Op 6 augustus 2015 heeft het Gerechtshof Amsterdam een beslissing genomen in de zaak met nummer 200.173.999/01 NOT. Het verzoek, ingediend op 27 juli 2015 door de voorzitter van de kamer voor het notariaat in het ressort Arnhem-Leeuwarden, betrof de verwijzing van een klacht van [X] tegen [Y], notaris te [plaatsnaam], naar de kamer voor het notariaat in het ressort Den Haag. De voorzitter stelde dat de klachten tegen [Y], [notaris Za] en [notaris Zb], die allen verbonden zijn aan hetzelfde notariskantoor, behandeld zouden moeten worden door dezelfde kamer voor het notariaat om juridische en proceseconomische redenen.
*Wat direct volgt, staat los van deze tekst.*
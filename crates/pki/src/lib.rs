//! EK certificate parsing (TCG-PC NVRAM framing + lenient ASN.1
//! recovery) and manufacturer root chain verification.

pub mod ek;
pub mod error;

pub use ek::{parse_certificate, strip_nvram_framing, EkCertificate, ManufacturerTrustStore};
pub use error::{PkiError, PkiResult};
//! Error kinds for the prover registry, challenge generation, and the
//! attestation scheduler.

use thiserror::Error;

/// Errors raised by the verifier core.
#[derive(Debug, Error)]
pub enum VerifierError {
    /// `registerNewEK` was called with no EK attached to the prover record.
    #[error("missing EK on registration")]
    MissingEk,

    /// `registerNewAK` was called with no AK attached to the prover record.
    #[error("missing AK on registration")]
    MissingAk,

    /// The EK or AK key was already present in the registry.
    #[error("duplicate registration for key {0}")]
    DuplicateRegistration(String),

    /// `registerNewAK` referenced an EK that was never registered.
    #[error("no prover registered for this EK")]
    ProverNotFound,

    /// The EK certificate failed chain verification against the
    /// manufacturer trust store.
    #[error(transparent)]
    Pki(#[from] attest_pki::PkiError),

    /// Quote verification or PCR-composite construction failed.
    #[error(transparent)]
    Quote(#[from] attest_quote::QuoteError),

    /// A challenge was generated or supplied as an empty nonce.
    #[error("empty challenge nonce")]
    EmptyNonce,

    /// The attestation POST failed at the network layer, or the
    /// prover returned a non-2xx status.
    #[error("transport error: {0}")]
    Transport(String),

    /// The prover's response body could not be decoded as a Quote.
    #[error("malformed quote response: {0}")]
    MalformedResponse(String),

    /// The PCR reference database could not be read or parsed.
    #[error("pcr reference db error: {0}")]
    PcrDb(String),
}

/// Convenience alias for results in this crate.
pub type VerifierResult<T> = Result<T, VerifierError>;
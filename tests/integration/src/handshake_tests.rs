//! The three-phase handshake: EK registration -> AK registration ->
//! quote challenge/verify, plus its mandatory ordering.

use crate::test_utils::{init_prover, register_directly};
use attest_pki::ManufacturerTrustStore;
use attest_verifier_core::{Registry, VerifierError};

#[test]
fn full_handshake_then_attest_round_trips() {
    let dir = tempfile::tempdir().unwrap();
    let prover = init_prover("prover-1", &dir.path().join("ak.json"), "http://verifier:8080");

    let registry = Registry::new();
    let trust_store = ManufacturerTrustStore::default();
    register_directly(&registry, &trust_store, &prover, "prover-1", "127.0.0.1", "9001").unwrap();

    assert_eq!(registry.ek_count(), 1);
    assert_eq!(registry.ak_count(), 1);

    let nonce = [9u8, 8, 7, 6, 5, 4, 3, 2];
    let quote = prover.attest(&nonce).unwrap();
    assert!(quote.verify(&prover.ak().public_key, &nonce).is_ok());
}

#[test]
fn ak_registration_before_ek_is_rejected_with_no_side_effects() {
    let dir = tempfile::tempdir().unwrap();
    let prover = init_prover("prover-2", &dir.path().join("ak.json"), "http://verifier:8080");

    let registry = Registry::new();
    let ek_wire = attest_tpm::EndorsementKeyWire::from_ek(prover.ek());
    let err = attest_verifier_core::register_new_ak(&registry, ek_wire, prover.ak().clone())
        .unwrap_err();

    assert!(matches!(err, VerifierError::ProverNotFound));
    assert_eq!(registry.ek_count(), 0);
    assert_eq!(registry.ak_count(), 0);
}

#[test]
fn duplicate_ek_registration_is_rejected_and_leaves_registry_unchanged() {
    let dir = tempfile::tempdir().unwrap();
    let prover = init_prover("prover-3", &dir.path().join("ak.json"), "http://verifier:8080");

    let registry = Registry::new();
    let trust_store = ManufacturerTrustStore::default();
    register_directly(&registry, &trust_store, &prover, "prover-3", "127.0.0.1", "9003").unwrap();

    let ek_wire = attest_tpm::EndorsementKeyWire::from_ek(prover.ek());
    let err = attest_verifier_core::register_new_ek(
        &registry,
        &trust_store,
        "prover-3-again".to_string(),
        "127.0.0.1".to_string(),
        "9003".to_string(),
        ek_wire,
    )
    .unwrap_err();

    assert!(matches!(err, VerifierError::DuplicateRegistration(_)));
    assert_eq!(registry.ek_count(), 1);
}

#[test]
fn two_independent_provers_register_under_distinct_keys() {
    let dir = tempfile::tempdir().unwrap();
    let prover_a = init_prover("prover-a", &dir.path().join("a.json"), "http://verifier:8080");
    let prover_b = init_prover("prover-b", &dir.path().join("b.json"), "http://verifier:8080");

    let registry = Registry::new();
    let trust_store = ManufacturerTrustStore::default();
    register_directly(&registry, &trust_store, &prover_a, "prover-a", "127.0.0.1", "9001").unwrap();
    register_directly(&registry, &trust_store, &prover_b, "prover-b", "127.0.0.1", "9002").unwrap();

    assert_eq!(registry.ek_count(), 2);
    assert_eq!(registry.ak_count(), 2);
}
//! Verifier configuration.

use serde::{Deserialize, Serialize};
use std::path::PathBuf;
use std::time::Duration;

/// Configuration for a running verifier instance.
#[derive(Clone, Debug, Serialize, Deserialize)]
pub struct VerifierConfig {
    /// Address the verifier's HTTP listener binds to.
    pub address: String,
    /// Port the verifier's HTTP listener binds to.
    pub port: String,
    /// Interval between attestation scheduler rounds.
    #[serde(with = "humantime_duration")]
    pub attestation_interval: Duration,
    /// Owner password handed out via `getNewEdgeInitParameters` for
    /// provers to take TPM ownership with.
    pub owner_password: String,
    /// User (SRK) password handed out alongside the owner password.
    pub user_password: String,
    /// Path to the reference PCR database.
    pub pcr_db_path: PathBuf,
}

mod humantime_duration {
    use serde::{de::Error as _, Deserialize, Deserializer, Serializer};
    use std::time::Duration;

    pub fn serialize<S: Serializer>(value: &Duration, serializer: S) -> Result<S::Ok, S::Error> {
        serializer.serialize_u64(value.as_secs())
    }

    pub fn deserialize<'de, D: Deserializer<'de>>(deserializer: D) -> Result<Duration, D::Error> {
        let secs = u64::deserialize(deserializer)?;
        if secs == 0 {
            return Err(D::Error::custom("attestation_interval must be non-zero"));
        }
        Ok(Duration::from_secs(secs))
    }
}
De president van het Gerechtshof Amsterdam heeft het verzoek beoordeeld aan de hand van artikel 99 lid 2 van de Wet op het notarisambt. Het hof concludeerde dat er geen juridische basis was om de klacht te verwijzen naar een andere kamer, aangezien niet was aangetoond dat [Y] lid was van de kamer voor het notariaat in Arnhem-Leeuwarden. Bovendien waarborgde de mogelijkheid van hoger beroep tegen de beslissingen van de betrokken kamers voor het notariaat de rechtseenheid.
De president wees het verzoek af, waarbij hij benadrukte dat een voorshandse verwijzing naar een bepaalde kamer voor het notariaat de rechtsvinding zou kunnen beperken en de mogelijkheid van forumshopping zou openen. De beslissing werd genomen door mr. H.T. van der Meer.